═══ DATASET ENTRIES ═══
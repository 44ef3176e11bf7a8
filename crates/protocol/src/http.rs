//! Transport-neutral request/response values and status classification.

use std::collections::BTreeMap;

use crate::constants::{
    HEADER_CONTENT_LENGTH, HEADER_CONTENT_RANGE, HEADER_RANGE, METHOD_PUT, STATUS_CREATED,
    STATUS_OK, STATUS_REQUEST_TIMEOUT, STATUS_RESUME_INCOMPLETE, STATUS_TOO_MANY_REQUESTS,
};
use crate::range::{ByteRange, ContentRange, parse_committed_range};

/// An HTTP request as handed to a transport.
#[derive(Debug, Clone, PartialEq, Eq)]
pub struct HttpRequest {
    pub method: String,
    pub url: String,
    pub headers: BTreeMap<String, String>,
    pub body: Vec<u8>,
}

impl HttpRequest {
    /// Builds the `PUT` carrying one chunk of the object.
    ///
    /// `body` must hold exactly `range.len()` bytes.
    pub fn put_chunk(url: &str, range: ByteRange, body: Vec<u8>) -> Self {
        debug_assert_eq!(body.len() as u64, range.len());
        let mut headers = BTreeMap::new();
        headers.insert(HEADER_CONTENT_LENGTH.to_string(), body.len().to_string());
        headers.insert(
            HEADER_CONTENT_RANGE.to_string(),
            range.content_range().to_string(),
        );
        Self {
            method: METHOD_PUT.to_string(),
            url: url.to_string(),
            headers,
            body,
        }
    }

    /// Builds the empty `PUT` asking the session how much it has committed.
    pub fn status_query(url: &str, total: u64) -> Self {
        let mut headers = BTreeMap::new();
        headers.insert(HEADER_CONTENT_LENGTH.to_string(), "0".to_string());
        headers.insert(
            HEADER_CONTENT_RANGE.to_string(),
            ContentRange::Query { total }.to_string(),
        );
        Self {
            method: METHOD_PUT.to_string(),
            url: url.to_string(),
            headers,
            body: Vec::new(),
        }
    }

    /// Looks up a request header (case-insensitive).
    pub fn header(&self, name: &str) -> Option<&str> {
        lookup(&self.headers, name)
    }
}

/// An HTTP response as returned by a transport. Only status and headers
/// matter to the protocol; bodies are discarded.
#[derive(Debug, Clone, Default, PartialEq, Eq)]
pub struct HttpResponse {
    pub status: u16,
    pub headers: BTreeMap<String, String>,
}

impl HttpResponse {
    pub fn new(status: u16) -> Self {
        Self {
            status,
            headers: BTreeMap::new(),
        }
    }

    /// Adds a header; builder style, mostly for tests and mocks.
    pub fn with_header(mut self, name: impl Into<String>, value: impl Into<String>) -> Self {
        self.headers.insert(name.into(), value.into());
        self
    }

    /// Looks up a response header (case-insensitive).
    pub fn header(&self, name: &str) -> Option<&str> {
        lookup(&self.headers, name)
    }

    /// Last committed byte (inclusive) reported by a `Range` header, if the
    /// header is present and parseable.
    pub fn committed_through(&self) -> Option<u64> {
        self.header(HEADER_RANGE).and_then(parse_committed_range)
    }

    /// Classifies the status code.
    pub fn kind(&self) -> ResponseKind {
        ResponseKind::classify(self.status)
    }
}

fn lookup<'a>(headers: &'a BTreeMap<String, String>, name: &str) -> Option<&'a str> {
    headers
        .iter()
        .find(|(k, _)| k.eq_ignore_ascii_case(name))
        .map(|(_, v)| v.as_str())
}

/// What a response status means for the upload loop.
#[derive(Debug, Clone, Copy, PartialEq, Eq)]
pub enum ResponseKind {
    /// `200`/`201`: the object is finalized.
    Complete,
    /// `308`: more bytes are expected.
    ResumeIncomplete,
    /// Any other status worth retrying (5xx, 408, 429, stray 1xx/3xx).
    Retryable(u16),
    /// A 4xx the session will keep rejecting (expired session, bad range).
    Rejected(u16),
}

impl ResponseKind {
    pub fn classify(status: u16) -> Self {
        match status {
            STATUS_OK | STATUS_CREATED => ResponseKind::Complete,
            STATUS_RESUME_INCOMPLETE => ResponseKind::ResumeIncomplete,
            STATUS_REQUEST_TIMEOUT | STATUS_TOO_MANY_REQUESTS => ResponseKind::Retryable(status),
            400..=499 => ResponseKind::Rejected(status),
            _ => ResponseKind::Retryable(status),
        }
    }
}
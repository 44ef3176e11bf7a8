//! Wire contract for the chunk-upload half of an HTTP resumable-upload
//! session.
//!
//! Everything here is transport-agnostic: header names, status codes,
//! `Content-Range` formatting, `Range` parsing and response classification.
//! The driver in `resumable-transfer` builds requests from these pieces and
//! any HTTP client can carry them.

pub mod constants;
pub mod http;
pub mod range;

// Re-export primary types for convenience.
pub use constants::{DEFAULT_CHUNK_SIZE, METHOD_PUT};
pub use http::{HttpRequest, HttpResponse, ResponseKind};
pub use range::{ByteRange, ContentRange, RangeError, parse_committed_range};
═══
### EXERCISE DESCRIPTION
The lines holding the word "body" are the answer. Find them in the entries and copy them.

### TASK OUTPUT
    pub body: Vec<u8>,
    /// `body` must hold exactly `range.len()` bytes.
    pub fn put_chunk(url: &str, range: ByteRange, body: Vec<u8>) -> Self {
        debug_assert_eq!(body.len() as u64, range.len());
        headers.insert(HEADER_CONTENT_LENGTH.to_string(), body.len().to_string());
            body,
            body: Vec::new(),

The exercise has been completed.